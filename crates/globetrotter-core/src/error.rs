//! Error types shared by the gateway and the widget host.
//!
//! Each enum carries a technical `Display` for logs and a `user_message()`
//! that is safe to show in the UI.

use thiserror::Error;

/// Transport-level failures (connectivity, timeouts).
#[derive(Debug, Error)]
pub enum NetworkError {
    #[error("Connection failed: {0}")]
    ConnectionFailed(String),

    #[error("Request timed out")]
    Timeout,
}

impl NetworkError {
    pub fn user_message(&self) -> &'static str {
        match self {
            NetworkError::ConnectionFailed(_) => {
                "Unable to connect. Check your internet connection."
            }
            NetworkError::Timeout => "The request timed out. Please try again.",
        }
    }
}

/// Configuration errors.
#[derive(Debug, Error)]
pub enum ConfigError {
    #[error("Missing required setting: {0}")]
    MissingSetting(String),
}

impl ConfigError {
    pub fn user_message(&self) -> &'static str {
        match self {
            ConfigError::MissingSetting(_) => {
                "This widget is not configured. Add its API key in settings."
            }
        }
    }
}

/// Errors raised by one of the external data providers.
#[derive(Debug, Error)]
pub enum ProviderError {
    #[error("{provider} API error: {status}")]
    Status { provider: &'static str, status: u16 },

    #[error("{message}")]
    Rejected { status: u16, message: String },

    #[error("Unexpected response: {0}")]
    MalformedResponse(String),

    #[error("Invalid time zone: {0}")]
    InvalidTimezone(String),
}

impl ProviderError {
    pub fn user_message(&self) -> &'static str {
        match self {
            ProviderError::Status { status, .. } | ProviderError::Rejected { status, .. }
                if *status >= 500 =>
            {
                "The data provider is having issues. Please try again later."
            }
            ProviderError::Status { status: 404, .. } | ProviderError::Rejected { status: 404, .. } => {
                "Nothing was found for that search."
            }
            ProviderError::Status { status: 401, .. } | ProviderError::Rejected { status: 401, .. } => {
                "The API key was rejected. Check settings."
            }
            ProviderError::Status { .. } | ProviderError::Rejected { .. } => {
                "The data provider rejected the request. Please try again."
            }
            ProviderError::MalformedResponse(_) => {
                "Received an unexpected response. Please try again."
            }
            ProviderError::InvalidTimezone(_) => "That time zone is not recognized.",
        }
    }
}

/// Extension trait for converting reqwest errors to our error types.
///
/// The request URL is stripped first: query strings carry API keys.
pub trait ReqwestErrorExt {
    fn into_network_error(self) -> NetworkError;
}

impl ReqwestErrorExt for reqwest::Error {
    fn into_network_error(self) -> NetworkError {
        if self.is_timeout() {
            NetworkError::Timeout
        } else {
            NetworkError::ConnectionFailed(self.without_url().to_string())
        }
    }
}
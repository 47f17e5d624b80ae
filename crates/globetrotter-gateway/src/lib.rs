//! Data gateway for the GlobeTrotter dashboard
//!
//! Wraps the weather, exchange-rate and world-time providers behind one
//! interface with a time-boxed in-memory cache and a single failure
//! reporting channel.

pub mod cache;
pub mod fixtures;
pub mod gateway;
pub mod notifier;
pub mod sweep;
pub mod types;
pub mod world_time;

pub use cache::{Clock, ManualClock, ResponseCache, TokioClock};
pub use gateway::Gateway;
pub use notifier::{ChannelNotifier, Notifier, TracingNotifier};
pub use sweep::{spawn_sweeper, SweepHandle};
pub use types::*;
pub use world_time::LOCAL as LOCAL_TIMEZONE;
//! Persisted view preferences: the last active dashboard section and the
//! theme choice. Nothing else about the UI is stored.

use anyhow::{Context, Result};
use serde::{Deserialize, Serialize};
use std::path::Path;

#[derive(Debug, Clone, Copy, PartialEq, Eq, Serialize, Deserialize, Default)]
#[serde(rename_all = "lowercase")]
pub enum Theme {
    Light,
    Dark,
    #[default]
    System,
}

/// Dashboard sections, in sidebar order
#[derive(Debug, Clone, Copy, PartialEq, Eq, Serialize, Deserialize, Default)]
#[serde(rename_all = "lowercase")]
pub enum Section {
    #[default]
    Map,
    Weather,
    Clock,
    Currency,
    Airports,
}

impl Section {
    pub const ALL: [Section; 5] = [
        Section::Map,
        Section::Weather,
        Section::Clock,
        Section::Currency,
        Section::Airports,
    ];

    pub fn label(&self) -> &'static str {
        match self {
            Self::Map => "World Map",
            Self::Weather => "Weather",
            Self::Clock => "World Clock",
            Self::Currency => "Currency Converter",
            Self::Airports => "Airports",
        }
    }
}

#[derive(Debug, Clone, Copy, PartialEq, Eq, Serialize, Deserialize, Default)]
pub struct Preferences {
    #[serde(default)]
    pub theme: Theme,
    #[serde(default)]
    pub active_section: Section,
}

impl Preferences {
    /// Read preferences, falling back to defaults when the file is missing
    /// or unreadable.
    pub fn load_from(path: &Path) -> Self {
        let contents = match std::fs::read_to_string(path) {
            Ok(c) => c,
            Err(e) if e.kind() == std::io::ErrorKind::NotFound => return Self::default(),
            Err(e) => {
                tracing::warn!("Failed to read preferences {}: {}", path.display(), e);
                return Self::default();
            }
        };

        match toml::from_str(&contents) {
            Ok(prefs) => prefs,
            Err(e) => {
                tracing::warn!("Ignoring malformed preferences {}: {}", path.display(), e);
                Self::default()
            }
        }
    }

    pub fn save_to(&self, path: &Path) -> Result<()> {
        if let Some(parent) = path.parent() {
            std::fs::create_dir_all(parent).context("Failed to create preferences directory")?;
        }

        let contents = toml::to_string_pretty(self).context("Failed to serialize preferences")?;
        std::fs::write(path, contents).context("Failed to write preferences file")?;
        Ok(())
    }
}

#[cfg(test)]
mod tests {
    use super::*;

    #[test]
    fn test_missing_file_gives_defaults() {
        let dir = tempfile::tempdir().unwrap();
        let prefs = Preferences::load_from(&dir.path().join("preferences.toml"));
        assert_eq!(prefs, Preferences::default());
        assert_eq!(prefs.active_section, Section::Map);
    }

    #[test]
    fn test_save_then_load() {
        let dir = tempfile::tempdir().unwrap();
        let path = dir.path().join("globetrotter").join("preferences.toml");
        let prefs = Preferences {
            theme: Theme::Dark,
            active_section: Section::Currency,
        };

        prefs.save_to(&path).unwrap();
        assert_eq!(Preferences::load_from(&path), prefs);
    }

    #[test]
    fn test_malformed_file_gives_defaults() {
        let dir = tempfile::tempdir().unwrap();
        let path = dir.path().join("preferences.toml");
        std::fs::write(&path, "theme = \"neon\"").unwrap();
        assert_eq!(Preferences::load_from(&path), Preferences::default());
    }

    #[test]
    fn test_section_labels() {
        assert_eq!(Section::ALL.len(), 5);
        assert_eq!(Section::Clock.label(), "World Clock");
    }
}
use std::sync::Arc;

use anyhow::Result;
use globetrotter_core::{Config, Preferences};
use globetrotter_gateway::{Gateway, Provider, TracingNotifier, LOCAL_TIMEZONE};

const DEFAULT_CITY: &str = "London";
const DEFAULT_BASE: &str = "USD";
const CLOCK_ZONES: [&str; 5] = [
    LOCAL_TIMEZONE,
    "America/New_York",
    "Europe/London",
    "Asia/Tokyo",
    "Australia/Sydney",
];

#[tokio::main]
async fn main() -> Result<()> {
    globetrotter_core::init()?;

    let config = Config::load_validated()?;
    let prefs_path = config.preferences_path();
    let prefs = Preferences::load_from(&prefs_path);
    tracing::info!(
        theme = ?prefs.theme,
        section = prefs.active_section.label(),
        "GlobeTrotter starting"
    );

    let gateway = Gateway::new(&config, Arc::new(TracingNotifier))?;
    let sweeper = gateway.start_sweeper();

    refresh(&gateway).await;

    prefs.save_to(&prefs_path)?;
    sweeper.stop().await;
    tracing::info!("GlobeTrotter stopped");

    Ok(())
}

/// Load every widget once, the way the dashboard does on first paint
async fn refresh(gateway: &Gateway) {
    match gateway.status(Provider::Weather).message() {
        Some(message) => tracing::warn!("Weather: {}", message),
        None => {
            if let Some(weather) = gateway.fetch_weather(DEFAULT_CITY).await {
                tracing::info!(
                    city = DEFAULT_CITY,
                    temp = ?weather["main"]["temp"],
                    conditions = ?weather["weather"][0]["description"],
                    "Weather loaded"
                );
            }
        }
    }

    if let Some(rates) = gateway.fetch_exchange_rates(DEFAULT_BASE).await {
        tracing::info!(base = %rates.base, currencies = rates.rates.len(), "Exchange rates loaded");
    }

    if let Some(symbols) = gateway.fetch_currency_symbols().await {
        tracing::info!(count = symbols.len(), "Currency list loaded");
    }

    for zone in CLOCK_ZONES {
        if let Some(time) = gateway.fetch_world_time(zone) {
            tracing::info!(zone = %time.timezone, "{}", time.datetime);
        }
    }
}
______
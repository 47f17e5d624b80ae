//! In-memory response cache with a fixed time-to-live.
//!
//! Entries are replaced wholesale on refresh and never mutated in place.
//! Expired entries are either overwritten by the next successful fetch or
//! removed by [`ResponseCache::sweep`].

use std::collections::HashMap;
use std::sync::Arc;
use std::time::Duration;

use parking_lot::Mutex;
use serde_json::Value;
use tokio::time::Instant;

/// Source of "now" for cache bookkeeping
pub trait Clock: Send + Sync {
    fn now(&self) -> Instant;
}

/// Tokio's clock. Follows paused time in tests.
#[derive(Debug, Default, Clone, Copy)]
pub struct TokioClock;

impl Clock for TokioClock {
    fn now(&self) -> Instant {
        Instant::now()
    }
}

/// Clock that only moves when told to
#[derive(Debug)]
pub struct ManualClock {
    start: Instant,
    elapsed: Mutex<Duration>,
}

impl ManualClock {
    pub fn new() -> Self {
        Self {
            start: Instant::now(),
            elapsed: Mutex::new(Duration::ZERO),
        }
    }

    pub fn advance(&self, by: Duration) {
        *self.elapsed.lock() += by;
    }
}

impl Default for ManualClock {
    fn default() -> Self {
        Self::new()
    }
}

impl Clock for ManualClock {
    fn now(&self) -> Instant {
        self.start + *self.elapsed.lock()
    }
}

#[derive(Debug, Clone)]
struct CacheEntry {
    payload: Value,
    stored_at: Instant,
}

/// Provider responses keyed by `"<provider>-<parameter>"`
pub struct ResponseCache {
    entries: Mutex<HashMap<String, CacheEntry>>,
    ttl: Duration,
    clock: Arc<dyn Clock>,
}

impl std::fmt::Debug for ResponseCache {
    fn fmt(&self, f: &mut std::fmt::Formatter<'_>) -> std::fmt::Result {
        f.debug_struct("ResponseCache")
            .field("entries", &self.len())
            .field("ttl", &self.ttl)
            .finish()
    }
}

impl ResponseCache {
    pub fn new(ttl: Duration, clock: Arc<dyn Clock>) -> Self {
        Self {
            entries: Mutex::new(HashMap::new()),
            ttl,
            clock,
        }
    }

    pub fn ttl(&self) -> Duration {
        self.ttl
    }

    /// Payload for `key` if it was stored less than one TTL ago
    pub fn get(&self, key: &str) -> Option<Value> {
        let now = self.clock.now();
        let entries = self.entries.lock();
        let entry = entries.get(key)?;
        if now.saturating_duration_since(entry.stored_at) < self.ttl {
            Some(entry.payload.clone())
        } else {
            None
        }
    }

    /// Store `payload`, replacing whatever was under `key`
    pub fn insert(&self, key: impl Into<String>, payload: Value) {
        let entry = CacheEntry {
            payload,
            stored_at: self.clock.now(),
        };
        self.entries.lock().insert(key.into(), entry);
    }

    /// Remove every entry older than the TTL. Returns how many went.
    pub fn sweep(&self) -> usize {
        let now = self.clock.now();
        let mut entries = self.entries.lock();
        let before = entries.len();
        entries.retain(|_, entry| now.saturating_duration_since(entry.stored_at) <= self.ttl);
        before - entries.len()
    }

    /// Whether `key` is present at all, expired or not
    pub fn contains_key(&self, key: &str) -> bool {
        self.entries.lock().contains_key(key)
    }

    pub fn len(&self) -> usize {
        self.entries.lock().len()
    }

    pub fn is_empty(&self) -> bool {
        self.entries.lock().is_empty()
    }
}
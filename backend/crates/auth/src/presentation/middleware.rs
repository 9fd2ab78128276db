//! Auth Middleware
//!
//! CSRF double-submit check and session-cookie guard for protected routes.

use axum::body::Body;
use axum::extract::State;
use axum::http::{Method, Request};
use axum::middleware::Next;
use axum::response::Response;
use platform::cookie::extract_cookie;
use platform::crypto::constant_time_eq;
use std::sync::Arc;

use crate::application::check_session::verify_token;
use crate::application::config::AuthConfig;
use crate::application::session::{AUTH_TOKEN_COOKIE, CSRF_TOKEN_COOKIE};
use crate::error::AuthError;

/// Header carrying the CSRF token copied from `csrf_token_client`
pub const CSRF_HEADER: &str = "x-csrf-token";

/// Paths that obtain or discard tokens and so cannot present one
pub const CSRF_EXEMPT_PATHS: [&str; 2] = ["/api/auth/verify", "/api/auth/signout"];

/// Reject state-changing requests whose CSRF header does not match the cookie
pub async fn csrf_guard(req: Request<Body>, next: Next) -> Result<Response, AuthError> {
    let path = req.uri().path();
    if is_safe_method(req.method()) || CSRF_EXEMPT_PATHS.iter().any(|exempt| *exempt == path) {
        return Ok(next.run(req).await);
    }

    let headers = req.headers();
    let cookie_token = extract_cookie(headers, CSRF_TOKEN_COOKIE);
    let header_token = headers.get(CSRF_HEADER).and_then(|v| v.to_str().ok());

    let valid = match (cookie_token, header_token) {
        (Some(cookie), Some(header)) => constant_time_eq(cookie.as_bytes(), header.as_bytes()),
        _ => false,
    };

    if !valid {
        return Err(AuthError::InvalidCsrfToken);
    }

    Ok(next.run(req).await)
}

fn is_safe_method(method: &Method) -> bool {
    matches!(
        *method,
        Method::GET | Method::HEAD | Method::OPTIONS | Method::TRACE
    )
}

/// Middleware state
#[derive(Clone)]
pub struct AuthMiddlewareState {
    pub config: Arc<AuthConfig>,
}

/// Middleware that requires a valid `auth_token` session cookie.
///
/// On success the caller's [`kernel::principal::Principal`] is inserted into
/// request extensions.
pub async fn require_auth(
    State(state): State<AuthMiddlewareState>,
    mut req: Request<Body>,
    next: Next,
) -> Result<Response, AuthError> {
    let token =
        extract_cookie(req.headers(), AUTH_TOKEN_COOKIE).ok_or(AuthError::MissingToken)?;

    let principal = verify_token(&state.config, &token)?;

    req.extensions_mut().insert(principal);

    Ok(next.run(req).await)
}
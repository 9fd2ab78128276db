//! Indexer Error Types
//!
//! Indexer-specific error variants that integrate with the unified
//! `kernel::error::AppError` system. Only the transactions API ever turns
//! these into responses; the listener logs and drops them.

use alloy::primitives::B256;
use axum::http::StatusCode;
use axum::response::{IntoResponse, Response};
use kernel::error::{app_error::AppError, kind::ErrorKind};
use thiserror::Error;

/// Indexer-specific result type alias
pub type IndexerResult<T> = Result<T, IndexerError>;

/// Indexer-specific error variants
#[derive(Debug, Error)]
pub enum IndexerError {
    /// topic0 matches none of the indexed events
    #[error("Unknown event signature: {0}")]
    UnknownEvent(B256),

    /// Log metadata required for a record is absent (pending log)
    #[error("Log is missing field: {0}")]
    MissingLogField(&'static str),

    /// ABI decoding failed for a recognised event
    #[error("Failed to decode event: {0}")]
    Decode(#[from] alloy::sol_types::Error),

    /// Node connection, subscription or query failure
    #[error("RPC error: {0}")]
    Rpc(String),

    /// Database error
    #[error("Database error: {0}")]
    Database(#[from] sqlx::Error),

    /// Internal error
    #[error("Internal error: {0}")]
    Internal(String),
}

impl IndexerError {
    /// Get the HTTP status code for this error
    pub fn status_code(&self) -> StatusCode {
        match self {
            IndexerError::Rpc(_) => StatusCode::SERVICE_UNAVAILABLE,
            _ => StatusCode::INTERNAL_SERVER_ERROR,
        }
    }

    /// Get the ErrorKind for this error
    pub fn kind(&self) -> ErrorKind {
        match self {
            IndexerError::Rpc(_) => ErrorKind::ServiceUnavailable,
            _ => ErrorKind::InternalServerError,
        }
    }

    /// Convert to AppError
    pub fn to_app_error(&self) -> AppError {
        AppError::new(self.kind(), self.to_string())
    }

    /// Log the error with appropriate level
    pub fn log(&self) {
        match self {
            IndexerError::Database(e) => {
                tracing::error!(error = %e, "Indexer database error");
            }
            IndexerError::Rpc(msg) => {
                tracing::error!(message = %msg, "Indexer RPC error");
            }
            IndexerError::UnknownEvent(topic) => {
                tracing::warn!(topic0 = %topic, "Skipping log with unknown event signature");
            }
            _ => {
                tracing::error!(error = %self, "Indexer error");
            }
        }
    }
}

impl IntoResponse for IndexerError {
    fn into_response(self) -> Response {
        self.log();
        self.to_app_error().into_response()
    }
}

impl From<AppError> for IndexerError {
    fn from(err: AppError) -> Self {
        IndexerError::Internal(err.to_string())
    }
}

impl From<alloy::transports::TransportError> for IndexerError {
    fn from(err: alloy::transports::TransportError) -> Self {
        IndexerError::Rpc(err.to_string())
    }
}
______
— Your instructions —
For the lines above, output exactly those from the line containing "let before = entries.len();" through the line containing "pub fn contains_key(&self, key: &str)", and skip the others.

— Solution to this problem —
        let before = entries.len();
        entries.retain(|_, entry| now.saturating_duration_since(entry.stored_at) <= self.ttl);
        before - entries.len()
    }

    /// Whether `key` is present at all, expired or not
    pub fn contains_key(&self, key: &str) -> bool {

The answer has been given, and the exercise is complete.